BlackRock Inc., the world's largest asset manager, posted a small rise in second-quarter profit as the company saw net outflows for the first time in nearly three years.

Net outflows totaled $36.6 billion, with investors pulling out $7.3 billion from BlackRock's long-term funds. It is the first time that the New York-based firm has posted outflows since the third quarter of 2012.

The bulk of those outflows were from large international institutional investors pulling funds from low-fee index-based products. CEO Larry Fink told Reuters in an interview that those investors put the money into cash or reallocated into active BlackRock strategies.

Ten of BlackRock's largest institutional clients have pulled $40 billion from BlackRock over the past two quarters, he said.

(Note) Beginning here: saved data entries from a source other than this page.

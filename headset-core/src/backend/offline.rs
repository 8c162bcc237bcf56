//! Hand-driven backend for headless runs and tests.
//!
//! No threads and no hardware: the caller pushes captured input with
//! [`OfflineBackend::push_input`] and pulls rendered output with
//! [`OfflineBackend::pull_output`]. Both are ignored while stopped.

use crate::models::error::AudioError;
use crate::models::format::AudioFormat;
use crate::traits::audio_backend::{AudioBackend, InputCallback, RenderCallback};

pub struct OfflineBackend {
    input_format: Option<AudioFormat>,
    output_format: Option<AudioFormat>,
    input: Option<InputCallback>,
    render: Option<RenderCallback>,
    fail_on_start: bool,
    start_count: usize,
}

impl OfflineBackend {
    /// Backend with both an input and an output device.
    pub fn new(input_rate: u32, input_channels: u16, output_rate: u32, output_channels: u16) -> Self {
        Self {
            input_format: Some(AudioFormat::float32(input_rate, input_channels)),
            output_format: Some(AudioFormat::float32(output_rate, output_channels)),
            input: None,
            render: None,
            fail_on_start: false,
            start_count: 0,
        }
    }

    /// Backend with an output device only.
    pub fn output_only(output_rate: u32, output_channels: u16) -> Self {
        Self {
            input_format: None,
            ..Self::new(output_rate, output_channels, output_rate, output_channels)
        }
    }

    /// Backend with no devices at all.
    pub fn unavailable() -> Self {
        Self {
            input_format: None,
            output_format: None,
            ..Self::new(48000, 1, 48000, 1)
        }
    }

    /// Make the next `start` calls fail with `EngineStartError`.
    pub fn fail_on_start(&mut self, fail: bool) {
        self.fail_on_start = fail;
    }

    /// Successful `start` calls so far.
    pub fn start_count(&self) -> usize {
        self.start_count
    }

    pub fn is_started(&self) -> bool {
        self.render.is_some()
    }

    /// Deliver interleaved input samples as if captured. Returns whether a
    /// capture callback consumed them.
    pub fn push_input(&self, samples: &[f32]) -> bool {
        match &self.input {
            Some(callback) if self.input_format.is_some() => {
                callback(samples);
                true
            }
            _ => false,
        }
    }

    /// Render `frames` frames of interleaved output. Silence while stopped.
    pub fn pull_output(&self, frames: usize) -> Vec<f32> {
        let channels = self.output_format.map(|f| f.channels as usize).unwrap_or(1);
        let mut out = vec![0.0; frames * channels];
        if let Some(render) = &self.render {
            render(&mut out);
        }
        out
    }
}

impl AudioBackend for OfflineBackend {
    fn is_available(&self) -> bool {
        self.output_format.is_some()
    }

    fn input_format(&self) -> Option<AudioFormat> {
        self.input_format
    }

    fn output_format(&self) -> Result<AudioFormat, AudioError> {
        self.output_format.ok_or(AudioError::DeviceNotAvailable)
    }

    fn start(&mut self, input: InputCallback, render: RenderCallback) -> Result<(), AudioError> {
        if self.fail_on_start {
            return Err(AudioError::EngineStartError("offline backend set to fail".into()));
        }
        if self.output_format.is_none() {
            return Err(AudioError::EngineStartError("no output device".into()));
        }
        self.input = Some(input);
        self.render = Some(render);
        self.start_count += 1;
        Ok(())
    }

    fn stop(&mut self) -> Result<(), AudioError> {
        self.input = None;
        self.render = None;
        Ok(())
    }

    fn device_name(&self) -> String {
        "Offline".into()
    }
}

#[cfg(test)]
mod tests {
    use super::*;
    use std::sync::atomic::{AtomicUsize, Ordering};
    use std::sync::Arc;

    #[test]
    fn ignores_io_while_stopped() {
        let backend = OfflineBackend::new(48000, 1, 48000, 2);
        assert!(!backend.push_input(&[0.1; 4]));
        assert_eq!(backend.pull_output(3), vec![0.0; 6]);
    }

    #[test]
    fn routes_io_to_callbacks_once_started() {
        let mut backend = OfflineBackend::new(48000, 1, 48000, 1);
        let captured = Arc::new(AtomicUsize::new(0));
        let counter = Arc::clone(&captured);
        backend
            .start(
                Arc::new(move |s: &[f32]| {
                    counter.fetch_add(s.len(), Ordering::SeqCst);
                }),
                Arc::new(|out: &mut [f32]| out.fill(0.5)),
            )
            .unwrap();

        assert!(backend.push_input(&[0.0; 10]));
        assert_eq!(captured.load(Ordering::SeqCst), 10);
        assert_eq!(backend.pull_output(2), vec![0.5, 0.5]);

        backend.stop().unwrap();
        assert!(!backend.is_started());
    }

    #[test]
    fn unavailable_backend_cannot_start() {
        let mut backend = OfflineBackend::unavailable();
        assert!(!backend.is_available());
        assert_eq!(backend.output_format(), Err(AudioError::DeviceNotAvailable));
        let err = backend
            .start(Arc::new(|_: &[f32]| {}), Arc::new(|_: &mut [f32]| {}))
            .unwrap_err();
        assert!(matches!(err, AudioError::EngineStartError(_)));
    }
}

"It's raining in some parts of the world and some of these countries have built large rainy day funds," Fink said.

But many of these same investors reallocated into BlackRock's more profitable active strategies, according to the firm. BlackRock saw $2.5 billion in net inflows into its institutional active strategies.

Overall, investors poured $10.85 billion into BlackRock's exchange-traded funds, with the lion's share going into equity funds.

Retail flows totaled $10.8 billion, the bulk into fixed income funds.

The inflows into active strategies and ETFs are key to BlackRock because they garner higher fees than institutional index strategies.

For every $10,000, an investor in a BlackRock retail fund pays around $64 a year, compared with $34 for an exchange-traded fund and $10 for institutional clients, according to the firm.